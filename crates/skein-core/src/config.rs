//! Kernel configuration
//!
//! Parsed from `~/.skein/config.toml`. Every field has a default and
//! out-of-range values are clamped rather than rejected, so a partially
//! written config file still yields a usable kernel.

use std::path::{Path, PathBuf};
use std::time::Duration;

use serde::{Deserialize, Serialize};

use crate::error::ConfigError;
use crate::paths;

pub const MAX_ATTEMPTS_CAP: u32 = 8;
pub const LIST_LIMIT_CAP: usize = 500;
pub const EVENTS_PER_CHANNEL_CAP: usize = 10_000;
/// Upper bound for every millisecond knob: one year
pub const DURATION_MS_CAP: u64 = 365 * 24 * 60 * 60 * 1000;

/// Top-level kernel configuration
#[derive(Debug, Clone, Default, PartialEq, Serialize, Deserialize)]
#[serde(default)]
pub struct KernelConfig {
    pub scheduler: SchedulerConfig,
    pub state_sync: StateSyncConfig,
    pub runs: RunsConfig,
    /// Recurring wake-ups, one `[[heartbeats]]` table per agent
    pub heartbeats: Vec<HeartbeatConfig>,
}

#[derive(Debug, Clone, PartialEq, Serialize, Deserialize)]
#[serde(default)]
pub struct SchedulerConfig {
    pub default_max_attempts: u32,
    pub default_list_limit: usize,
    pub stale_after_ms: u64,
    pub retry_backoff_ms: u64,
    pub poll_interval_ms: u64,
    pub batch_size: usize,
    /// Defaults to `~/.skein/tasks.json` when unset
    pub store_path: Option<PathBuf>,
}

impl Default for SchedulerConfig {
    fn default() -> Self {
        Self {
            default_max_attempts: 3,
            default_list_limit: 100,
            stale_after_ms: 10 * 60 * 1000,
            retry_backoff_ms: 30_000,
            poll_interval_ms: 5_000,
            batch_size: 8,
            store_path: None,
        }
    }
}

impl SchedulerConfig {
    pub fn stale_after(&self) -> Duration {
        Duration::from_millis(self.stale_after_ms)
    }

    pub fn retry_backoff(&self) -> Duration {
        Duration::from_millis(self.retry_backoff_ms)
    }

    pub fn poll_interval(&self) -> Duration {
        Duration::from_millis(self.poll_interval_ms)
    }

    pub fn store_path(&self) -> PathBuf {
        self.store_path.clone().unwrap_or_else(paths::tasks_path)
    }
}

#[derive(Debug, Clone, PartialEq, Serialize, Deserialize)]
#[serde(default)]
pub struct StateSyncConfig {
    pub max_events_per_channel: usize,
    pub stream_heartbeat_ms: u64,
}

impl Default for StateSyncConfig {
    fn default() -> Self {
        Self {
            max_events_per_channel: 300,
            stream_heartbeat_ms: 15_000,
        }
    }
}

impl StateSyncConfig {
    pub fn stream_heartbeat(&self) -> Duration {
        Duration::from_millis(self.stream_heartbeat_ms)
    }
}

#[derive(Debug, Clone, PartialEq, Serialize, Deserialize)]
#[serde(default)]
pub struct RunsConfig {
    pub acquire_timeout_ms: u64,
    pub acquire_poll_interval_ms: u64,
    pub lease_max_age_ms: u64,
}

impl Default for RunsConfig {
    fn default() -> Self {
        Self {
            acquire_timeout_ms: 10_000,
            acquire_poll_interval_ms: 150,
            lease_max_age_ms: 30 * 60 * 1000,
        }
    }
}

impl RunsConfig {
    pub fn acquire_timeout(&self) -> Duration {
        Duration::from_millis(self.acquire_timeout_ms)
    }

    pub fn acquire_poll_interval(&self) -> Duration {
        Duration::from_millis(self.acquire_poll_interval_ms)
    }

    pub fn lease_max_age(&self) -> Duration {
        Duration::from_millis(self.lease_max_age_ms)
    }
}

#[derive(Debug, Clone, PartialEq, Serialize, Deserialize)]
pub struct HeartbeatConfig {
    pub agent_key: String,
    pub every_ms: u64,
}

impl HeartbeatConfig {
    pub fn every(&self) -> Duration {
        Duration::from_millis(self.every_ms)
    }
}

impl KernelConfig {
    /// Load from `~/.skein/config.toml`
    pub fn load() -> Result<Self, ConfigError> {
        Self::load_from_path(&paths::config_path())
    }

    /// Load from a specific path. A missing file yields defaults.
    pub fn load_from_path(path: &Path) -> Result<Self, ConfigError> {
        if !path.exists() {
            return Ok(Self::default());
        }
        let contents = std::fs::read_to_string(path).map_err(|source| ConfigError::Read {
            path: path.to_path_buf(),
            source,
        })?;
        Self::parse(&contents).map_err(|source| ConfigError::Parse {
            path: path.to_path_buf(),
            source,
        })
    }

    pub fn parse(contents: &str) -> Result<Self, toml::de::Error> {
        let config: KernelConfig = toml::from_str(contents)?;
        Ok(config.normalized())
    }

    /// Clamp every knob into its supported range
    pub fn normalized(mut self) -> Self {
        let s = &mut self.scheduler;
        s.default_max_attempts = s.default_max_attempts.clamp(1, MAX_ATTEMPTS_CAP);
        s.default_list_limit = s.default_list_limit.clamp(1, LIST_LIMIT_CAP);
        s.stale_after_ms = s.stale_after_ms.clamp(1_000, DURATION_MS_CAP);
        s.retry_backoff_ms = s.retry_backoff_ms.min(DURATION_MS_CAP);
        s.poll_interval_ms = s.poll_interval_ms.clamp(100, DURATION_MS_CAP);
        s.batch_size = s.batch_size.clamp(1, LIST_LIMIT_CAP);

        let sync = &mut self.state_sync;
        sync.max_events_per_channel = sync.max_events_per_channel.clamp(1, EVENTS_PER_CHANNEL_CAP);
        sync.stream_heartbeat_ms = sync.stream_heartbeat_ms.clamp(1_000, DURATION_MS_CAP);

        let runs = &mut self.runs;
        runs.acquire_timeout_ms = runs.acquire_timeout_ms.min(DURATION_MS_CAP);
        runs.acquire_poll_interval_ms = runs.acquire_poll_interval_ms.clamp(10, DURATION_MS_CAP);
        runs.lease_max_age_ms = runs.lease_max_age_ms.clamp(1_000, DURATION_MS_CAP);

        self.heartbeats.retain(|hb| !hb.agent_key.trim().is_empty());
        for hb in &mut self.heartbeats {
            hb.agent_key = hb.agent_key.trim().to_string();
            hb.every_ms = hb.every_ms.clamp(1_000, DURATION_MS_CAP);
        }

        self
    }
}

# # # # # # #

- [YOUR OBJECTIVE]: Scan the material above. Copy each line where "toml" occurs.

- [EXERCISE SOLUTION]:
//! Parsed from `~/.skein/config.toml`. Every field has a default and
    /// Load from `~/.skein/config.toml`
    pub fn parse(contents: &str) -> Result<Self, toml::de::Error> {
        let config: KernelConfig = toml::from_str(contents)?;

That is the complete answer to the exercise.